Normal peripheral blood mononuclear cells (PBMC) were incubated with the lectins PHA and ConA to stimulate IL2 release into the culture supernatants. In the added presence of the lipid protein complex (LPC) derived from burned skin, PHA and ConA produced much less bioavailable IL2, the combination with PHA being more inhibitory of its production than that with ConA at concentrations of 1 μg and 5 μg lectin/ml. As LPC alone also elicited IL2 production the inhibition of active IL2 production with these lectins was seen as a synergistic reaction with LPC. This was not altered by incubating cells with PHA alone, followed later by LPC, suggesting that LPC affects later molecular events which develop in T-cell activation. However, after incubating LPC first and washing it from the cells, both lectins were able to stimulate secretion of higher levels of bioavailable IL2, but again, less IL2 was produced with PHA than with ConA. Since PHA and ConA are reported to react with the T-cell receptor (TCR) and CD3 T-cell surface antigens, respectively, although both react additionally with CD2, it appears that LPC interfered more directly with TCR-related reactions than those involving CD3, although the two antigens have been considered to be interdependent.
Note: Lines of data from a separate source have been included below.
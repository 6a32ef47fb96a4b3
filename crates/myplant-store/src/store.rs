//! The tiered credential store.

use std::fmt;
use std::path::PathBuf;

use tracing::{debug, info, warn};

use myplant_core::traits::{StorageBackend, StorageKey};
use myplant_core::{Credential, User};

use crate::file::FileBackend;
use crate::keyring::KeyringBackend;
use crate::memory::MemoryBackend;

/// Default keyring service name.
pub const DEFAULT_SERVICE: &str = "myplant";

/// Where the store may persist the credential.
#[derive(Debug, Clone)]
pub struct StoreConfig {
    /// Keyring service name.
    pub service: String,
    /// Credential file for the filesystem tier. `None` skips that tier.
    pub file_path: Option<PathBuf>,
    /// Whether to probe the OS keyring at all.
    pub keyring: bool,
}

impl Default for StoreConfig {
    fn default() -> Self {
        Self {
            service: DEFAULT_SERVICE.to_string(),
            file_path: FileBackend::default_path(),
            keyring: true,
        }
    }
}

/// Persists one credential and an optional user profile.
///
/// The store holds an ordered list of tiers, built once at construction. A
/// write goes to the first tier that accepts it and is then removed from all
/// other tiers, so exactly one tier holds each value. Reads take the first
/// tier that has a value. Backend failures are logged and never returned:
/// an empty store is always a valid state.
///
/// # Example
///
/// ```
/// use myplant_core::Credential;
/// use myplant_store::CredentialStore;
///
/// let store = CredentialStore::in_memory();
/// store.save(&Credential::new("ABC123", None), None);
/// assert_eq!(store.load().unwrap().token(), "ABC123");
///
/// store.clear();
/// assert!(store.load().is_none());
/// ```
pub struct CredentialStore {
    tiers: Vec<Box<dyn StorageBackend>>,
}

impl CredentialStore {
    /// Probe the available tiers in priority order: keyring, file, memory.
    ///
    /// Tiers whose probe fails are skipped. Never fails; memory is the
    /// universal fallback.
    pub fn detect(config: &StoreConfig) -> Self {
        let mut tiers: Vec<Box<dyn StorageBackend>> = Vec::new();

        if config.keyring {
            match KeyringBackend::probe(&config.service) {
                Ok(backend) => tiers.push(Box::new(backend)),
                Err(e) => debug!(error = %e, "Keyring tier unavailable"),
            }
        }

        match &config.file_path {
            Some(path) => match FileBackend::probe(path) {
                Ok(backend) => tiers.push(Box::new(backend)),
                Err(e) => debug!(path = %path.display(), error = %e, "File tier unavailable"),
            },
            None => debug!("No data directory, file tier unavailable"),
        }

        let store = Self::with_backends(tiers);
        info!(backend = store.active_backend(), "Credential store ready");
        store
    }

    /// Build a store from explicit tiers, highest priority first.
    ///
    /// A memory tier is appended unless one is already present.
    pub fn with_backends(mut tiers: Vec<Box<dyn StorageBackend>>) -> Self {
        if !tiers.iter().any(|t| t.name() == MemoryBackend::NAME) {
            tiers.push(Box::new(MemoryBackend::new()));
        }
        Self { tiers }
    }

    /// A store that only keeps values for the life of the process.
    pub fn in_memory() -> Self {
        Self::with_backends(Vec::new())
    }

    /// Name of the highest-priority tier.
    pub fn active_backend(&self) -> &'static str {
        self.tiers
            .first()
            .map_or(MemoryBackend::NAME, |tier| tier.name())
    }

    /// Names of all tiers, highest priority first.
    pub fn backends(&self) -> Vec<&'static str> {
        self.tiers.iter().map(|tier| tier.name()).collect()
    }

    /// Persist a credential, and the profile when one is given.
    ///
    /// A profile of `None` leaves any cached profile in place.
    pub fn save(&self, credential: &Credential, profile: Option<&User>) {
        self.put(StorageKey::Credential, &credential.to_cookie_string());

        if let Some(user) = profile {
            match serde_json::to_string(user) {
                Ok(json) => self.put(StorageKey::Profile, &json),
                Err(e) => warn!(error = %e, "Failed to serialize user profile"),
            }
        }
    }

    /// The most recently saved credential, if any.
    ///
    /// A stored value that no longer parses is skipped in favour of the next
    /// tier.
    pub fn load(&self) -> Option<Credential> {
        self.get(StorageKey::Credential, |raw| raw.parse::<Credential>())
    }

    /// The cached user profile, if any.
    pub fn load_profile(&self) -> Option<User> {
        self.get(StorageKey::Profile, |raw| serde_json::from_str::<User>(raw))
    }

    /// Erase the credential and the profile from every tier.
    pub fn clear(&self) {
        for tier in &self.tiers {
            for key in StorageKey::ALL {
                if let Err(e) = tier.remove(key) {
                    warn!(backend = tier.name(), %key, error = %e, "Failed to clear stored value");
                }
            }
        }
        debug!("Credential store cleared");
    }

    fn put(&self, key: StorageKey, value: &str) {
        let Some(stored_at) = self.tiers.iter().position(|tier| match tier.write(key, value) {
            Ok(()) => true,
            Err(e) => {
                warn!(backend = tier.name(), %key, error = %e, "Write failed, trying next tier");
                false
            }
        }) else {
            warn!(%key, "No storage tier accepted the write");
            return;
        };

        debug!(backend = self.tiers[stored_at].name(), %key, "Stored value");

        for (index, tier) in self.tiers.iter().enumerate() {
            if index == stored_at {
                continue;
            }
            if let Err(e) = tier.remove(key) {
                debug!(backend = tier.name(), %key, error = %e, "Failed to remove stale value");
            }
        }
    }

    /// First tier holding a value that `parse` accepts.
    fn get<T, E>(&self, key: StorageKey, parse: impl Fn(&str) -> Result<T, E>) -> Option<T>
    where
        E: fmt::Display,
    {
        self.tiers.iter().find_map(|tier| match tier.read(key) {
            Ok(Some(raw)) => match parse(&raw) {
                Ok(value) => Some(value),
                Err(e) => {
                    warn!(backend = tier.name(), %key, error = %e, "Ignoring malformed stored value");
                    None
                }
            },
            Ok(None) => None,
            Err(e) => {
                warn!(backend = tier.name(), %key, error = %e, "Read failed, trying next tier");
                None
            }
        })
    }
}

impl fmt::Debug for CredentialStore {
    fn fmt(&self, f: &mut fmt::Formatter<'_>) -> fmt::Result {
        f.debug_struct("CredentialStore")
            .field("tiers", &self.backends())
            .finish()
    }
}
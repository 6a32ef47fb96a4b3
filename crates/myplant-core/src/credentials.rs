//! Login credentials type.

use std::fmt;

use serde::Serialize;

/// Username and password for a MyPlant login.
///
/// The server expects the username in the `email` field of the login body.
///
/// # Security
///
/// The password is never exposed in Debug output to prevent accidental logging.
///
/// # Example
///
/// ```
/// use myplant_core::Credentials;
///
/// let creds = Credentials::new("alice@example.org", "hunter2");
/// assert_eq!(creds.username(), "alice@example.org");
/// ```
#[derive(Clone)]
pub struct Credentials {
    username: String,
    password: String,
}

impl Credentials {
    /// Create new credentials.
    pub fn new(username: impl Into<String>, password: impl Into<String>) -> Self {
        Self {
            username: username.into(),
            password: password.into(),
        }
    }

    /// Returns the username.
    pub fn username(&self) -> &str {
        &self.username
    }

    /// The JSON body sent to the login endpoint.
    pub fn login_body(&self) -> LoginRequest<'_> {
        LoginRequest {
            email: &self.username,
            password: &self.password,
        }
    }
}

impl fmt::Debug for Credentials {
    fn fmt(&self, f: &mut fmt::Formatter<'_>) -> fmt::Result {
        f.debug_struct("Credentials")
            .field("username", &self.username)
            .field("password", &"[REDACTED]")
            .finish()
    }
}

/// Request body for `POST /login`.
#[derive(Serialize)]
pub struct LoginRequest<'a> {
    pub email: &'a str,
    pub password: &'a str,
}
//! Logout command implementation.

use anyhow::Result;
use clap::Args;

use crate::cli::ConnectionArgs;
use crate::context;
use crate::output;

#[derive(Args, Debug)]
pub struct LogoutArgs {}

pub fn run(_args: LogoutArgs, connection: &ConnectionArgs) -> Result<()> {
    let client = context::client(connection)?;
    let had_session = client.session().is_some();

    client.logout();

    if had_session {
        output::success("Logged out");
    } else {
        output::note("No active session.");
    }
    Ok(())
}
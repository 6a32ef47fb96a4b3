//! The session credential carried in the `pb_auth` cookie.
//!
//! The server hands out its session as a `Set-Cookie` header. The credential
//! keeps the cookie value and its expiry; requests replay it as
//! `Cookie: pb_auth=<token>`. Every storage tier persists the credential in
//! its cookie form, so loading goes through the same extraction as a live
//! response.

use std::fmt;
use std::str::FromStr;
use std::sync::LazyLock;

use chrono::{DateTime, NaiveDateTime, Utc};
use regex::Regex;

use crate::error::MalformedCredentialError;

/// Name of the session cookie.
pub const AUTH_COOKIE: &str = "pb_auth";

static AUTH_COOKIE_RE: LazyLock<Regex> =
    LazyLock::new(|| Regex::new(r"\bpb_auth=([^;]+)").expect("valid cookie pattern"));

static EXPIRES_RE: LazyLock<Regex> =
    LazyLock::new(|| Regex::new(r"(?i)\bexpires=([^;]+)").expect("valid expires pattern"));

/// Cookie date layouts after the weekday has been stripped. The last two are
/// the legacy Netscape forms (`01-Jan-2030 00:00:00 GMT`).
const COOKIE_DATE_LAYOUTS: [&str; 3] = [
    "%d %b %Y %H:%M:%S GMT",
    "%d-%b-%Y %H:%M:%S GMT",
    "%d-%b-%y %H:%M:%S GMT",
];

/// An authenticated session.
///
/// # Security
///
/// The token is never shown in Debug output. Use [`Credential::token`] only
/// to build request headers or persist the session.
///
/// # Example
///
/// ```
/// use myplant_core::Credential;
///
/// let cred = Credential::from_set_cookie(
///     "pb_auth=ABC123; Path=/; Expires=Wed, 01 Jan 2030 00:00:00 GMT; HttpOnly",
/// )
/// .unwrap();
/// assert_eq!(cred.token(), "ABC123");
/// assert_eq!(cred.cookie_header(), "pb_auth=ABC123");
/// ```
#[derive(Clone, PartialEq, Eq)]
pub struct Credential {
    token: String,
    expires_at: Option<DateTime<Utc>>,
}

impl Credential {
    /// Create a credential from a token and optional expiry.
    pub fn new(token: impl Into<String>, expires_at: Option<DateTime<Utc>>) -> Self {
        Self {
            token: token.into(),
            expires_at,
        }
    }

    /// Extract a credential from one `Set-Cookie` header value.
    ///
    /// The token is the `pb_auth` cookie value; the expiry comes from the
    /// `Expires` attribute when it parses as an HTTP date.
    ///
    /// # Errors
    ///
    /// Returns an error if the value carries no non-empty `pb_auth` cookie.
    pub fn from_set_cookie(value: &str) -> Result<Self, MalformedCredentialError> {
        let token = AUTH_COOKIE_RE
            .captures(value)
            .and_then(|caps| caps.get(1))
            .map(|m| m.as_str().trim())
            .filter(|t| !t.is_empty())
            .ok_or_else(|| MalformedCredentialError::new("no pb_auth cookie"))?;

        let expires_at = EXPIRES_RE
            .captures(value)
            .and_then(|caps| caps.get(1))
            .and_then(|m| parse_cookie_date(m.as_str()));

        Ok(Self::new(token, expires_at))
    }

    /// Find the first credential among several `Set-Cookie` values.
    ///
    /// Returns the credential together with the raw header it came from.
    pub fn from_set_cookies<'a, I>(values: I) -> Option<(Self, &'a str)>
    where
        I: IntoIterator<Item = &'a str>,
    {
        values
            .into_iter()
            .find_map(|raw| Self::from_set_cookie(raw).ok().map(|cred| (cred, raw)))
    }

    /// Returns the session token.
    ///
    /// # Security
    ///
    /// Never log or display this value.
    pub fn token(&self) -> &str {
        &self.token
    }

    /// Returns the cookie expiry, if the server sent one.
    pub fn expires_at(&self) -> Option<DateTime<Utc>> {
        self.expires_at
    }

    /// Whether the cookie expiry lies in the past.
    pub fn is_expired(&self) -> bool {
        self.is_expired_at(Utc::now())
    }

    /// Whether the cookie expiry lies before `now`.
    pub fn is_expired_at(&self, now: DateTime<Utc>) -> bool {
        self.expires_at.is_some_and(|exp| exp <= now)
    }

    /// The `Cookie` request header value.
    pub fn cookie_header(&self) -> String {
        format!("{}={}", AUTH_COOKIE, self.token)
    }

    /// The persisted form: `pb_auth=<token>; Expires=<date>;`.
    pub fn to_cookie_string(&self) -> String {
        match self.expires_at {
            Some(exp) => format!(
                "{}={}; Expires={};",
                AUTH_COOKIE,
                self.token,
                exp.format("%a, %d %b %Y %H:%M:%S GMT")
            ),
            None => format!("{}={};", AUTH_COOKIE, self.token),
        }
    }
}

impl FromStr for Credential {
    type Err = MalformedCredentialError;

    fn from_str(s: &str) -> Result<Self, Self::Err> {
        Self::from_set_cookie(s)
    }
}

impl fmt::Debug for Credential {
    fn fmt(&self, f: &mut fmt::Formatter<'_>) -> fmt::Result {
        f.debug_struct("Credential")
            .field("token", &"[REDACTED]")
            .field("expires_at", &self.expires_at)
            .finish()
    }
}

/// Parse an `Expires` attribute. The weekday is ignored: servers do not
/// always send one that matches the date.
fn parse_cookie_date(raw: &str) -> Option<DateTime<Utc>> {
    let raw = raw.trim();
    let date = raw.split_once(',').map_or(raw, |(_, rest)| rest).trim();

    COOKIE_DATE_LAYOUTS
        .iter()
        .find_map(|layout| NaiveDateTime::parse_from_str(date, layout).ok())
        .map(|naive| naive.and_utc())
        .or_else(|| {
            DateTime::parse_from_rfc2822(date)
                .ok()
                .map(|dt| dt.with_timezone(&Utc))
        })
}
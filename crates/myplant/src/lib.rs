//! myplant - Client library for the MyPlant API
//!
//! A thin HTTP client over the MyPlant activity and Wudje endpoints. Login
//! yields a `pb_auth` session cookie, which is persisted in the best
//! available credential store and attached to every later request.
//!
//! # Example
//!
//! ```no_run
//! use myplant::{BaseUrl, MyPlantClient, PostWudjeRequest};
//!
//! # async fn example() -> Result<(), myplant::Error> {
//! let client = MyPlantClient::new(BaseUrl::default())?;
//! client.login("alice@example.com", "hunter2").await?;
//!
//! for activity in client.get_activities().await? {
//!     println!("{}: {}", activity.id, activity.title);
//! }
//!
//! client.post_wudje(&PostWudjeRequest::new("Hallo!")).await?;
//! client.logout();
//! # Ok(())
//! # }
//! ```

pub mod client;
pub mod endpoints;
mod resources;

pub use client::{ClientConfig, MyPlantClient};
pub use endpoints::{LoginData, LoginResponse};

// Re-export the core types so callers need only this crate
pub use myplant_core::error;
pub use myplant_core::{
    Activity, ActivitySignup, BaseUrl, Credential, Credentials, DEFAULT_BASE_URL, Error,
    PostWudjeRequest, RemoveRegistration, Result, SignupKind, User, UserStatus, Wud, WudAuthor,
};
pub use myplant_store::{CredentialStore, FileBackend, StoreConfig};
pub use reqwest::Method;
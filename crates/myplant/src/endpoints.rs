//! Endpoint paths and request/response types.

use std::fmt;

use serde::{Deserialize, Serialize};
use tracing::warn;

use myplant_core::{Credential, User};

// ============================================================================
// Endpoint Paths
// ============================================================================

/// `POST /login`, the only path that may be called without a credential.
pub const LOGIN: &str = "/login";

/// Whether `path` names the login endpoint, with or without a leading slash.
pub fn is_login(path: &str) -> bool {
    path.trim_start_matches('/') == LOGIN.trim_start_matches('/')
}

/// `GET /activities`
pub const ACTIVITIES: &str = "/activities";

/// `GET /wudjes`, `POST /wudjes`
pub const WUDJES: &str = "/wudjes";

/// `GET|POST|DELETE /activities/{id}`
pub fn activity(id: &str) -> String {
    format!("{}/{}", ACTIVITIES, id)
}

// ============================================================================
// Response Envelope Fields
// ============================================================================

/// Field holding the list in `GET /activities`.
pub(crate) const ACTIVITIES_FIELD: &str = "data";

/// Field holding the activity in `GET /activities/{id}`.
pub(crate) const ACTIVITY_FIELD: &str = "activity";

/// Field holding the list in `GET /wudjes`.
pub(crate) const WUDJES_FIELD: &str = "items";

// ============================================================================
// Login
// ============================================================================

/// Decoded body of a successful login.
///
/// The server's fields are kept as sent; anything beyond the known ones is
/// available in `extra`.
#[derive(Clone, Default, Serialize, Deserialize)]
pub struct LoginData {
    #[serde(default, skip_serializing_if = "Option::is_none")]
    pub success: Option<bool>,
    #[serde(default, skip_serializing_if = "Option::is_none")]
    pub token: Option<String>,
    #[serde(default, skip_serializing_if = "Option::is_none")]
    pub user: Option<serde_json::Value>,
    #[serde(flatten)]
    pub extra: serde_json::Map<String, serde_json::Value>,
}

impl LoginData {
    /// The `user` field as a profile, if present and well-formed.
    pub fn profile(&self) -> Option<User> {
        let user = self.user.as_ref()?;
        match serde_json::from_value(user.clone()) {
            Ok(profile) => Some(profile),
            Err(e) => {
                warn!(error = %e, "Login response user does not match the profile shape");
                None
            }
        }
    }
}

// Hide the server token in Debug output
impl fmt::Debug for LoginData {
    fn fmt(&self, f: &mut fmt::Formatter<'_>) -> fmt::Result {
        f.debug_struct("LoginData")
            .field("success", &self.success)
            .field("token", &self.token.as_ref().map(|_| "[REDACTED]"))
            .field("user", &self.user)
            .field("extra", &self.extra)
            .finish()
    }
}

/// Result of [`MyPlantClient::login`](crate::MyPlantClient::login).
#[derive(Clone)]
pub struct LoginResponse {
    /// The decoded response body.
    pub data: LoginData,
    /// The session this response carried, if any. `None` means nothing was
    /// stored and any earlier session is left untouched.
    pub credential: Option<Credential>,
    /// The raw `Set-Cookie` value carrying the session, or the first
    /// `Set-Cookie` header when none carried it.
    ///
    /// # Security
    ///
    /// Contains the session token. Never log or display it.
    pub header: Option<String>,
}

impl fmt::Debug for LoginResponse {
    fn fmt(&self, f: &mut fmt::Formatter<'_>) -> fmt::Result {
        f.debug_struct("LoginResponse")
            .field("data", &self.data)
            .field("credential", &self.credential)
            .field("header", &self.header.as_ref().map(|_| "[REDACTED]"))
            .finish()
    }
}
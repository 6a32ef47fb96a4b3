//! Subcommand implementations.

mod activities;
mod login;
mod logout;
mod whoami;
mod wudjes;

use anyhow::Result;
use clap::Subcommand;

use crate::cli::ConnectionArgs;

#[derive(Subcommand, Debug)]
pub enum Commands {
    /// Log in and store the session
    Login(login::LoginArgs),

    /// Forget the stored session
    Logout(logout::LogoutArgs),

    /// Display the cached profile and session expiry
    Whoami(whoami::WhoamiArgs),

    /// Browse and register for activities
    Activities(activities::ActivitiesCommand),

    /// Read and post Wudjes
    Wudjes(wudjes::WudjesCommand),
}

pub async fn handle(cmd: Commands, connection: &ConnectionArgs) -> Result<()> {
    match cmd {
        Commands::Login(args) => login::run(args, connection).await,
        Commands::Logout(args) => logout::run(args, connection),
        Commands::Whoami(args) => whoami::run(args, connection),
        Commands::Activities(cmd) => activities::handle(cmd, connection).await,
        Commands::Wudjes(cmd) => wudjes::handle(cmd, connection).await,
    }
}
//! Client construction from command-line arguments.

use std::time::Duration;

use anyhow::{Context, Result};
use tracing::debug;

use myplant::{BaseUrl, ClientConfig, CredentialStore, FileBackend, MyPlantClient, StoreConfig};

use crate::cli::ConnectionArgs;

/// Build a client whose credential store honours the connection flags.
pub fn client(args: &ConnectionArgs) -> Result<MyPlantClient> {
    let base_url = BaseUrl::new(&args.base_url).context("Invalid base URL")?;

    let store_config = StoreConfig {
        file_path: args
            .credential_file
            .clone()
            .or_else(FileBackend::default_path),
        keyring: !args.no_keyring,
        ..StoreConfig::default()
    };
    debug!(?store_config, "Opening credential store");
    let store = CredentialStore::detect(&store_config);

    let mut config = ClientConfig::new(base_url);
    if let Some(secs) = args.timeout {
        config = config.with_timeout(Duration::from_secs(secs));
    }

    MyPlantClient::from_config(config, store).context("Failed to create client")
}
//! Core traits for credential persistence.

mod storage;

pub use storage::{StorageBackend, StorageKey};
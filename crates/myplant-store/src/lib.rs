//! myplant-store - Tiered credential persistence.
//!
//! The store keeps the session credential and the cached user profile in the
//! best tier the host offers:
//!
//! 1. the OS keyring,
//! 2. a file pair in the user's data directory,
//! 3. process memory.
//!
//! Tiers are probed once when the store is built. Storage failures never
//! surface to callers; a failing tier is skipped for that call.

mod file;
mod keyring;
mod memory;
mod store;

pub use self::file::FileBackend;
pub use self::keyring::KeyringBackend;
pub use self::memory::MemoryBackend;
pub use self::store::{CredentialStore, DEFAULT_SERVICE, StoreConfig};
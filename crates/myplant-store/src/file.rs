//! Filesystem tier.
//!
//! The credential lives in one file and the profile in a sibling
//! `<file>.user`. Writes go through a temporary file in the same directory
//! and are renamed into place.

use std::ffi::OsString;
use std::fs;
use std::io::{self, Write};
use std::path::{Path, PathBuf};

use directories::ProjectDirs;
use tempfile::NamedTempFile;

use myplant_core::error::StorageError;
use myplant_core::traits::{StorageBackend, StorageKey};

#[cfg(unix)]
use std::os::unix::fs::PermissionsExt;

const BACKEND: &str = "file";

/// File name of the credential inside the data directory.
const CREDENTIAL_FILE: &str = "credential";

/// Suffix of the profile file next to the credential file.
const PROFILE_SUFFIX: &str = ".user";

/// File-pair storage tier.
#[derive(Debug, Clone)]
pub struct FileBackend {
    path: PathBuf,
}

impl FileBackend {
    /// Create a backend for the given credential file path without probing.
    pub fn new(path: impl AsRef<Path>) -> Self {
        Self {
            path: path.as_ref().to_path_buf(),
        }
    }

    /// The default credential path in the platform data directory.
    ///
    /// Returns `None` when no home directory can be determined.
    pub fn default_path() -> Option<PathBuf> {
        ProjectDirs::from("", "", "myplant").map(|dirs| dirs.data_dir().join(CREDENTIAL_FILE))
    }

    /// Check that the credential directory can be created and written.
    ///
    /// # Errors
    ///
    /// Returns [`StorageError::Unavailable`] if the directory cannot be
    /// created or a scratch file cannot be written in it.
    pub fn probe(path: impl AsRef<Path>) -> Result<Self, StorageError> {
        let backend = Self::new(path);
        let unavailable = |reason: String| StorageError::Unavailable {
            backend: BACKEND,
            reason,
        };

        let dir = backend.dir();
        fs::create_dir_all(&dir).map_err(|e| unavailable(e.to_string()))?;
        // Dropping the scratch file deletes it.
        NamedTempFile::new_in(&dir).map_err(|e| unavailable(e.to_string()))?;

        Ok(backend)
    }

    /// Returns the credential file path.
    pub fn path(&self) -> &Path {
        &self.path
    }

    /// Returns the profile file path (`<credential file>.user`).
    pub fn profile_path(&self) -> PathBuf {
        let mut name = OsString::from(self.path.as_os_str());
        name.push(PROFILE_SUFFIX);
        PathBuf::from(name)
    }

    fn dir(&self) -> PathBuf {
        match self.path.parent() {
            Some(parent) if !parent.as_os_str().is_empty() => parent.to_path_buf(),
            _ => PathBuf::from("."),
        }
    }

    fn path_for(&self, key: StorageKey) -> PathBuf {
        match key {
            StorageKey::Credential => self.path.clone(),
            StorageKey::Profile => self.profile_path(),
        }
    }
}

impl StorageBackend for FileBackend {
    fn name(&self) -> &'static str {
        BACKEND
    }

    fn read(&self, key: StorageKey) -> Result<Option<String>, StorageError> {
        match fs::read_to_string(self.path_for(key)) {
            Ok(contents) if contents.trim().is_empty() => Ok(None),
            Ok(contents) => Ok(Some(contents.trim_end().to_string())),
            Err(e) if e.kind() == io::ErrorKind::NotFound => Ok(None),
            Err(e) => Err(e.into()),
        }
    }

    fn write(&self, key: StorageKey, value: &str) -> Result<(), StorageError> {
        let dir = self.dir();
        fs::create_dir_all(&dir)?;

        let mut tmp = NamedTempFile::new_in(&dir)?;
        tmp.write_all(value.as_bytes())?;
        tmp.as_file().sync_all()?;

        // Restrict to the owner before the file becomes visible
        #[cfg(unix)]
        tmp.as_file()
            .set_permissions(fs::Permissions::from_mode(0o600))?;

        tmp.persist(self.path_for(key)).map_err(|e| e.error)?;
        Ok(())
    }

    fn remove(&self, key: StorageKey) -> Result<(), StorageError> {
        match fs::remove_file(self.path_for(key)) {
            Ok(()) => Ok(()),
            Err(e) if e.kind() == io::ErrorKind::NotFound => Ok(()),
            Err(e) => Err(e.into()),
        }
    }
}
//! Inbox message lifecycle
//!
//! ```text
//! received --process--> processed --(retention)--> deleted
//! ```
//!
//! Operators may reset a processed message back to `received` to replay
//! it. A message can never jump from `received` straight to `deleted`.

use crate::collaborators::{InboxProcessor, InboxResult};
use crate::FederationConfig;
use async_trait::async_trait;
use stator_core::{EntityRecord, Result, StateDef, StateGraph, Transition, TransitionHandler};
use std::sync::Arc;

pub const ENTITY_TYPE: &str = "inbox_message";
pub const RECEIVED: &str = "received";
pub const PROCESSED: &str = "processed";
pub const DELETED: &str = "deleted";

pub struct ProcessMessage {
    processor: Arc<dyn InboxProcessor>,
}

#[async_trait]
impl TransitionHandler for ProcessMessage {
    async fn handle(&self, entity: &EntityRecord) -> anyhow::Result<Transition> {
        Ok(match self.processor.process(entity.entity.id).await? {
            InboxResult::Processed => Transition::to(PROCESSED),
            InboxResult::Rejected(reason) => Transition::Fail(reason),
        })
    }
}

pub fn graph(processor: Arc<dyn InboxProcessor>, config: &FederationConfig) -> Result<StateGraph> {
    StateGraph::builder(ENTITY_TYPE)
        .handler_timeout(config.handler_timeout)
        .initial(RECEIVED)
        .state(
            StateDef::new(RECEIVED)
                .transitions_to([PROCESSED])
                .handler(ProcessMessage { processor }),
        )
        .state(
            StateDef::new(PROCESSED)
                .transitions_to([DELETED])
                .manual_to([RECEIVED])
                .externally_progressed()
                .timeout_after(config.inbox_retention, DELETED),
        )
        .state(StateDef::terminal(DELETED))
        .build()
}
//! Post lifecycle: fan out on creation, fan out the deletion on delete
//!
//! ```text
//! new --fan out--> fanned_out --(author deletes)--> deleted --fan out--> deleted_fanned_out
//! ```

use crate::collaborators::FanOut;
use crate::FederationConfig;
use async_trait::async_trait;
use stator_core::{EntityRecord, Result, StateDef, StateGraph, Transition, TransitionHandler};
use std::sync::Arc;
use tracing::debug;

pub const ENTITY_TYPE: &str = "post";
pub const NEW: &str = "new";
pub const FANNED_OUT: &str = "fanned_out";
pub const DELETED: &str = "deleted";
pub const DELETED_FANNED_OUT: &str = "deleted_fanned_out";

pub struct FanOutPost {
    fan_out: Arc<dyn FanOut>,
}

#[async_trait]
impl TransitionHandler for FanOutPost {
    async fn handle(&self, entity: &EntityRecord) -> anyhow::Result<Transition> {
        let deliveries = self.fan_out.fan_out(entity.entity.id).await?;
        debug!(post_id = %entity.entity.id, deliveries, "Post fanned out");
        Ok(Transition::to(FANNED_OUT))
    }
}

pub struct FanOutDelete {
    fan_out: Arc<dyn FanOut>,
}

#[async_trait]
impl TransitionHandler for FanOutDelete {
    async fn handle(&self, entity: &EntityRecord) -> anyhow::Result<Transition> {
        self.fan_out.fan_out_delete(entity.entity.id).await?;
        Ok(Transition::to(DELETED_FANNED_OUT))
    }
}

pub fn graph(fan_out: Arc<dyn FanOut>, config: &FederationConfig) -> Result<StateGraph> {
    StateGraph::builder(ENTITY_TYPE)
        .handler_timeout(config.handler_timeout)
        .initial(NEW)
        .state(
            StateDef::new(NEW)
                .transitions_to([FANNED_OUT])
                .handler(FanOutPost {
                    fan_out: fan_out.clone(),
                }),
        )
        .state(
            StateDef::new(FANNED_OUT)
                .transitions_to([DELETED])
                .manual_to([NEW])
                .externally_progressed(),
        )
        .state(
            StateDef::new(DELETED)
                .transitions_to([DELETED_FANNED_OUT])
                .handler(FanOutDelete { fan_out }),
        )
        .state(StateDef::terminal(DELETED_FANNED_OUT))
        .build()
}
LPC is a trimer of a complex of six proteins from skin cell membranes, which had coalesced under the influence of thermal energy. The six proteins have relative molecular weights of 40, 50, 65, 110, 120 and 160 kDa. By coincidence 40 kDa and 51 kDa are the weights of the heterodimer subunits of TCRα/β, and CD2 is 50 kDa. Human heat shock proteins of 65 kDa and 110 kDa are also known. If skin-derived antigen recognition receptors, from CD3 + cutaneous lymphocytes, together with heat shock proteins, are indeed part of LPC it could explain how LPC from burn eschar could impair the normal T-cell responses in the severely burned patient. This possibility is discussed.